Six down! Maybe General Dvornikov will be number seven? The Russian troops are untrained raw recruits, mere lads drafted unwillingly to fight Putin’s War. They don’t care about Putin’s dream about becoming the next Peter the Great because they know that dream has become their nightmare. They know people at home don’t know what’s going on or don’t care if they do. They have no respect for their leaders either at home or on the battlefield. In brief, their hearts aren’t in this fight.
Contrast that with the Ukrainian soldiers and people, all fighting for the right to exist as a sovereign, democratic nation. The genocidal psychopath Putin wants to obliterate everything that’s Ukrainian, and the Ukrainians are highly motivated to thwart his murderous extinction program. If they don’t win and push the Russian army out of Ukraine, they will still be a model for freedom-loving people everywhere to follow in this worldwide war of democracy vs. autocracy.
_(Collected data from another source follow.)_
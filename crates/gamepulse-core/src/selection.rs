//! Row selection over the visible page of results
//!
//! Selection is ephemeral (never written to the URL) and capped. Every
//! operation is total: hitting the cap silently stops adding ids.

use std::collections::BTreeSet;

/// Hard ceiling on the number of selected rows
pub const MAX_SELECTION: usize = 50;

#[derive(Debug, Clone, Default, PartialEq, Eq)]
pub struct SelectionManager {
    selected: BTreeSet<u64>,
    /// Index (in the visible list) of the last toggled row, for shift-click
    last_index: Option<usize>,
}

impl SelectionManager {
    pub fn new() -> Self {
        Self::default()
    }

    /// Toggle a row.
    ///
    /// With `shift` and a previous index, every visible id between the two
    /// indices (inclusive, either direction) is added until the cap.
    /// Otherwise the single id flips membership.
    pub fn toggle(&mut self, id: u64, index: usize, visible: &[u64], shift: bool) {
        match self.last_index {
            Some(last) if shift && !visible.is_empty() => {
                let start = last.min(index).min(visible.len() - 1);
                let end = last.max(index).min(visible.len() - 1);
                for row in &visible[start..=end] {
                    if !self.insert(*row) {
                        break;
                    }
                }
            }
            _ => {
                if !self.selected.remove(&id) {
                    self.insert(id);
                }
            }
        }
        self.last_index = Some(index);
    }

    /// Select every visible row, or deselect exactly the visible rows when all
    /// of them are already selected. Rows selected on other pages are kept.
    pub fn select_all_visible(&mut self, visible: &[u64]) {
        if self.is_all_selected(visible) {
            for id in visible {
                self.selected.remove(id);
            }
        } else {
            for id in visible {
                if !self.insert(*id) {
                    break;
                }
            }
        }
        self.last_index = None;
    }

    pub fn clear(&mut self) {
        self.selected.clear();
        self.last_index = None;
    }

    /// Every visible row is selected (false for an empty page)
    pub fn is_all_selected(&self, visible: &[u64]) -> bool {
        !visible.is_empty() && visible.iter().all(|id| self.selected.contains(id))
    }

    /// Some, but not all, visible rows are selected
    pub fn is_indeterminate(&self, visible: &[u64]) -> bool {
        let count = visible.iter().filter(|id| self.selected.contains(id)).count();
        count > 0 && count < visible.len()
    }

    pub fn contains(&self, id: u64) -> bool {
        self.selected.contains(&id)
    }

    pub fn len(&self) -> usize {
        self.selected.len()
    }

    pub fn is_empty(&self) -> bool {
        self.selected.is_empty()
    }

    pub fn is_full(&self) -> bool {
        self.selected.len() >= MAX_SELECTION
    }

    /// Selected ids in ascending order
    pub fn selected_ids(&self) -> Vec<u64> {
        self.selected.iter().copied().collect()
    }

    pub fn last_index(&self) -> Option<usize> {
        self.last_index
    }

    /// Returns `false` once the cap is reached; an already-selected id counts
    /// as inserted.
    fn insert(&mut self, id: u64) -> bool {
        if self.selected.contains(&id) {
            return true;
        }
        if self.is_full() {
            return false;
        }
        self.selected.insert(id);
        true
    }
}

#[cfg(test)]
mod tests {
    use super::*;

    fn ids(range: std::ops::RangeInclusive<u64>) -> Vec<u64> {
        range.collect()
    }

    #[test]
    fn test_shift_click_extends_range() {
        // a..j
        let visible = ids(1..=10);
        let mut selection = SelectionManager::new();

        selection.toggle(3, 2, &visible, false);
        assert_eq!(selection.selected_ids(), vec![3]);

        selection.toggle(8, 7, &visible, true);
        assert_eq!(selection.selected_ids(), vec![3, 4, 5, 6, 7, 8]);
    }

    #[test]
    fn test_shift_click_backwards() {
        let visible = ids(1..=10);
        let mut selection = SelectionManager::new();
        selection.toggle(9, 8, &visible, false);
        selection.toggle(6, 5, &visible, true);
        assert_eq!(selection.selected_ids(), vec![6, 7, 8, 9]);
    }

    #[test]
    fn test_shift_without_anchor_toggles_single() {
        let visible = ids(1..=10);
        let mut selection = SelectionManager::new();
        selection.toggle(5, 4, &visible, true);
        assert_eq!(selection.selected_ids(), vec![5]);
    }

    #[test]
    fn test_toggle_removes() {
        let visible = ids(1..=3);
        let mut selection = SelectionManager::new();
        selection.toggle(2, 1, &visible, false);
        selection.toggle(2, 1, &visible, false);
        assert!(selection.is_empty());
        assert_eq!(selection.last_index(), Some(1));
    }

    #[test]
    fn test_select_all_caps_in_list_order() {
        let visible = ids(1..=60);
        let mut selection = SelectionManager::new();
        selection.select_all_visible(&visible);
        assert_eq!(selection.len(), MAX_SELECTION);
        assert_eq!(selection.selected_ids(), ids(1..=50));
        assert!(selection.is_indeterminate(&visible));
        assert!(!selection.is_all_selected(&visible));
    }

    #[test]
    fn test_toggle_respects_cap() {
        let visible = ids(1..=60);
        let mut selection = SelectionManager::new();
        selection.select_all_visible(&visible);
        selection.toggle(55, 54, &visible, false);
        assert!(!selection.contains(55));
        assert_eq!(selection.len(), MAX_SELECTION);

        // Removing still works at the cap
        selection.toggle(10, 9, &visible, false);
        assert_eq!(selection.len(), MAX_SELECTION - 1);
    }

    #[test]
    fn test_shift_range_stops_at_cap() {
        let visible = ids(1..=100);
        let mut selection = SelectionManager::new();
        selection.toggle(1, 0, &visible, false);
        selection.toggle(100, 99, &visible, true);
        assert_eq!(selection.selected_ids(), ids(1..=50));
    }

    #[test]
    fn test_select_all_toggles_only_visible_page() {
        let page_one = ids(1..=10);
        let page_two = ids(11..=20);
        let mut selection = SelectionManager::new();
        selection.toggle(3, 2, &page_one, false);

        selection.select_all_visible(&page_two);
        assert!(selection.is_all_selected(&page_two));
        assert!(!selection.is_indeterminate(&page_two));
        assert_eq!(selection.last_index(), None);

        selection.select_all_visible(&page_two);
        assert_eq!(selection.selected_ids(), vec![3]);
        assert!(!selection.is_all_selected(&page_two));
        assert!(!selection.is_indeterminate(&page_two));
    }

    #[test]
    fn test_predicates_ignore_offscreen_selection() {
        let mut selection = SelectionManager::new();
        selection.toggle(99, 0, &[99], false);
        let visible = ids(1..=5);
        assert!(!selection.is_indeterminate(&visible));
        assert!(!selection.is_all_selected(&visible));
        assert!(!selection.is_all_selected(&[]));
    }
}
Thousands of Russian soldiers will die, Russian military equipment will lie rusting in the Ukrainian, more Russian battlecruisers like the Moskva will be lost, and Russia’s economy will be in tatters. That’s what Putin’s War will bring, no matter who claims victory.
The problem with autocracies and the autocrats who lead them is that they exist through fear. Patriotism can be a motivator, in the sense that it can be used to justify the maiming and killing, but the homeland becomes toxic to love of patria in an autocracy. Many Russian soldiers will know that. Generals like Dvornikov, the “butcher of Syria,” defile patriotism to become only murdering bastards. And in an autocracy like Russia, the sons of the patria are asked to die for some psychotic leader and his close sycophants like the oligarchs and generals like Dvornikov.
Fear is the principal tool of despots like Putin, and technology provides many ways for them to use it. Lack of information and deceitful lies are others. There are ways to get around a despot’s control, though, even in the technology-rich twenty-first century. We must use those same tools against the autocrats if we are to win this war for freedom and democracy.
But let me end with a literary “hurrah!” for the brave and courageous Ukrainians. Calling what’s happening in Putin’s War crimes or genocide is just using words. The Ukrainians are beating the crap out of Russians up to now, and will probably keep doing it, and that makes a bold statement. They fight overwhelming forces with small, tactical units carrying out decisive missions; those missions are often guided by Ukrainian elders and youths using their cellphones to inform on enemy positions and movements; and every Ukrainian is motivating their fellows to fight the Russian invaders. General Dvornikov might survive this conflict, but Russia will forever be changed…and for the worse. Putin’s armies have been shown to be incompetent and ill-prepared to fight. Ukraine’s have beat them down and demoralized them. That’s Dvornikov and Putin’s legacy, and its only good quality is showing the world how the will of a people to survive can win any war against autocracy.